//! Virtual Energy Bridge library.
//!
//! Exposes electrical power measurements and bridged device state through a
//! Matter-style attribute model. Wire encoding and transport are left to the
//! surrounding Matter stack.

pub mod config;
pub mod device;
pub mod error;
pub mod matter;
pub mod measurement;
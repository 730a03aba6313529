//! Layered host configuration

use dms::DmsConfig;
use serde::{Deserialize, Serialize};
use tracing::Level;

use crate::MonitorError;

/// Environment variable prefix, e.g. `DROWSY_LOG_LEVEL`, `DROWSY_DMS__OPEN_THRESHOLD`
pub const ENV_PREFIX: &str = "DROWSY";

/// Host configuration
#[derive(Debug, Clone, Serialize, Deserialize)]
#[serde(default)]
pub struct MonitorConfig {
    /// Eye-state pipeline settings
    pub dms: DmsConfig,

    /// Directory of recorded frames to replay
    pub frames_dir: String,

    /// Max log level (trace, debug, info, warn, error)
    pub log_level: String,

    /// Consecutive failed cycles before the service reports an error state
    pub error_escalation_threshold: u32,

    /// Delay between submitted frames (milliseconds)
    pub frame_interval_ms: u64,
}

impl Default for MonitorConfig {
    fn default() -> Self {
        Self {
            dms: DmsConfig::default(),
            frames_dir: "frames".to_string(),
            log_level: "info".to_string(),
            error_escalation_threshold: 3,
            frame_interval_ms: 66, // ~15fps
        }
    }
}

impl MonitorConfig {
    /// Defaults, then the optional TOML file, then `DROWSY_*` variables
    pub fn load(path: Option<&str>) -> Result<Self, MonitorError> {
        let mut builder = ::config::Config::builder();
        if let Some(path) = path {
            builder = builder.add_source(::config::File::with_name(path));
        }
        builder = builder.add_source(
            ::config::Environment::with_prefix(ENV_PREFIX)
                .prefix_separator("_")
                .separator("__")
                .try_parsing(true),
        );

        let config: MonitorConfig = builder.build()?.try_deserialize()?;
        config.validate()?;
        Ok(config)
    }

    /// Reject values the service cannot run with
    pub fn validate(&self) -> Result<(), MonitorError> {
        self.dms.validate()?;
        if self.error_escalation_threshold == 0 {
            return Err(MonitorError::InvalidConfig(
                "error_escalation_threshold must be at least 1".into(),
            ));
        }
        self.level()?;
        Ok(())
    }

    /// Parsed log level
    pub fn level(&self) -> Result<Level, MonitorError> {
        self.log_level
            .parse::<Level>()
            .map_err(|_| MonitorError::InvalidConfig(format!("unknown log level {:?}", self.log_level)))
    }
}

________________________

*Task item*: From the records above, report the count of lines containing "InvalidConfig" and nothing more.

*The answer*: 2